Lockhart did not despair, though he now knew that Poole’s force was far too small to defeat the Red Army. ‘Determined, competitive, hard-nosed, capable and supremely confident, he set out to recoup the situation,’ Schneer writes. He began by hurling money around. He gave Savinkov’s clandestine National Centre a million roubles in cash, and planned – with a French colleague – to raise this to 81 million (nearly £60 million in today’s money). Then he began to think about the Latvians. How loyal were the soldiers of the Rifle Brigade to Bolshevism, now that the Treaty of Brest-Litovsk had allowed the Germans to overrun Latvia? How loyal, indeed, were they to Russia as opposed to their own country? Could they be persuaded at least to move out of Poole’s way? In Petrograd Cromie was recruiting Latvian seamen for his own plot to disable Russia’s Baltic fleet, while Reilly was saying: ‘If I could buy the Letts, my task would be easy.’ Lockhart began to look for disillusioned members of the Rifle Brigade.
Just when the Bolsheviks became aware of the plot isn’t clear from Schneer’s book. But they surely assumed its existence even before it took shape. Nothing was more inevitable than that the envoys of the ‘bourgeois imperialist Entente’ would look for ways to subvert a communist revolution and incite its opponents to rebel. The Cheka kept a close eye on the consulates and embassies in Moscow and Petrograd, noticing that counter-revolutionary leaders were using them as sanctuaries, even as bases. It wasn’t long before Dzerzhinsky knew that Lockhart was trying to subvert the Latvians. When Lenin was told about it, he ‘laughed heartily and exclaimed: “Just like in the novels!”’ Dzerzhinsky was not known for laughter, and in fact he and Peters had already set up a simple penetration scheme that soon rendered Lockhart’s operations harmless. The Lockhart Plot was from that moment doomed.
On 14 August, two Latvians – Jan Sprogis and Captain Berzin of the Rifle Brigade – called on Lockhart. The brigade was disaffected from Bolshevism, they said, and ready to help its overthrow. As Schneer writes, this seemed to Lockhart and later to Reilly like the answer to a prayer. Lockhart promised money, as well as Allied support to establish a free and independent Latvia, and wrote the visitors safe-conduct passes to reach Poole. But both men, well primed by Peters, were Cheka double-agents.
Captain Cromie in Petrograd had already been fooled by them. Now Lockhart and Reilly, with their French and American co-conspirators, fell headlong into the trap. The plot went into top gear. The Latvian Rifle Brigade would seize Vologda, opening the way for Poole and his brass band to march south. Reilly was preparing a simultaneous rising in Moscow by the White Guard, anti-Bolshevik Russian forces.
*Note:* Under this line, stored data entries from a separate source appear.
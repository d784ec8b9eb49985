//! Explicit type conversion.

use crate::error::{EvalError, EvalResult};
use crate::model::{ResolvableExpression, Span, Value, ValueType};

/// `cast(operand, target)`.
///
/// Allowed: null to any scalar type, identity, Long ↔ Double, any scalar to
/// String, String to Long/Double/Boolean. Doubles cast to Long must be whole.
pub(super) fn cast(
    operand: ResolvableExpression,
    target: &ValueType,
    span: Span,
) -> EvalResult<ResolvableExpression> {
    if !target.is_scalar() || target.is_null() {
        return Err(EvalError::invalid_argument(
            format!("cannot cast to {}", target),
            span,
        ));
    }
    let source = operand.value_type().clone();
    if source.is_null() || &source == target {
        return Ok(operand.retyped(target.clone()));
    }
    let allowed = matches!(
        (&source, target),
        (ValueType::Int64, ValueType::Float64)
            | (ValueType::Float64, ValueType::Int64)
            | (_, ValueType::String)
            | (ValueType::String, ValueType::Int64 | ValueType::Float64 | ValueType::Boolean)
    );
    if !allowed || !source.is_scalar() {
        return Err(EvalError::invalid_type(&source, target, operand.span()));
    }
    let target = target.clone();
    Ok(ResolvableExpression::new(target.clone(), span, move |bindings| {
        let value = operand.evaluate(bindings)?;
        convert(value, &target).map_err(|message| EvalError::invalid_argument(message, span))
    }))
}

fn convert(value: Value, target: &ValueType) -> Result<Value, String> {
    Ok(match (value, target) {
        (Value::Null, _) => Value::Null,
        (Value::Int64(i), ValueType::Float64) => Value::Float64(i as f64),
        (Value::Float64(f), ValueType::Int64) => {
            if f.fract() != 0.0 || !f.is_finite() {
                return Err(format!("{} is not a whole number", f));
            }
            Value::Int64(f as i64)
        }
        (Value::String(s), ValueType::String) => Value::String(s),
        (Value::Float64(f), ValueType::String) => Value::String(f.to_string()),
        (other, ValueType::String) => Value::String(other.to_string()),
        (Value::String(s), ValueType::Int64) => Value::Int64(
            s.trim()
                .parse()
                .map_err(|_| format!("cannot cast \"{}\" to Long", s))?,
        ),
        (Value::String(s), ValueType::Float64) => Value::Float64(
            s.trim()
                .parse()
                .map_err(|_| format!("cannot cast \"{}\" to Double", s))?,
        ),
        (Value::String(s), ValueType::Boolean) => match s.trim().to_lowercase().as_str() {
            "true" => Value::Boolean(true),
            "false" => Value::Boolean(false),
            _ => return Err(format!("cannot cast \"{}\" to Boolean", s)),
        },
        (other, target) => return Err(format!("cannot cast {} to {}", other, target)),
    })
}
From Petrograd, Cromie would fix the sabotage of Russia’s Baltic fleet. Lenin and Trotsky would be arrested, paraded through the streets in their underwear and then probably shot. Nothing that Schneer was allowed to see proves that London knew all these details, but Lockhart was obviously confident he was doing what his government wanted.
On 25 August, the plotters called a full meeting in the American consulate. More than a dozen conspirators turned up, among them (it’s not clear how he got in) the radical French journalist René Marchand. When he heard what was planned, he went straight to Lenin and Dzerzhinsky and told them everything. The Cheka was alerted that the counter-revolution was about to begin. But then events suddenly burst out of control. On the morning of 30 August, the head of the Petrograd Cheka, Moisei Uritsky, was murdered by a young poet; that evening in Moscow, Lenin himself was shot and desperately wounded by Fanny Kaplan. Neither shooting, it now seems, had any connection to Lockhart. But Dzerzhinsky and his staff assumed they did. He rushed to Petrograd; Peters ordered arrests in Moscow.
In Petrograd the next day, Cromie was persuaded by two other fake conspirators to hold a plotters’ meeting in the British Embassy. The Cheka stormed in, and Cromie (‘Clear out, you swine!’) died gun in hand. British and French diplomats and citizens were hunted down; executions began. ‘Let the iron hand of the rising proletariat fall on the vipers of expiring capitalism,’ proclaimed Jakov Sverdlov, chairman of the Central Committee.
Lockhart and Budberg were arrested the next day. Reilly vanished, resurfacing a month or so later in Sweden. Nothing was left of the plot except for General Poole, who continued to skirmish with Bolshevik forces in the Arctic north. Surprisingly, the iron hand of the proletariat treated the leading vipers quite mildly. Lockhart was transferred to a comfortable detention suite in the Kremlin and enjoyed interesting chats with Peters, during which he admitted his part in the conspiracy. Budberg, after spending a few horrible days in the Butyrka prison, brought him books and lavish supplies bought on the black market. But then the British government, terrified of what Lockhart might reveal when put on trial, did a most un-British thing: it arrested the Soviet ambassador, Maxim Litvinov, and held him with his staff as a hostage for Lockhart’s release. It worked. Lockhart was expelled, after a tearful railway-station farewell from Budberg – whom he then dumped. She recovered, and lived a long and exciting life in Russia, Italy and finally London, at the centre of a circle of ‘writers, poets, musicians, actors, directors, composers, journalists, important politicians, spies: she fascinated them all.’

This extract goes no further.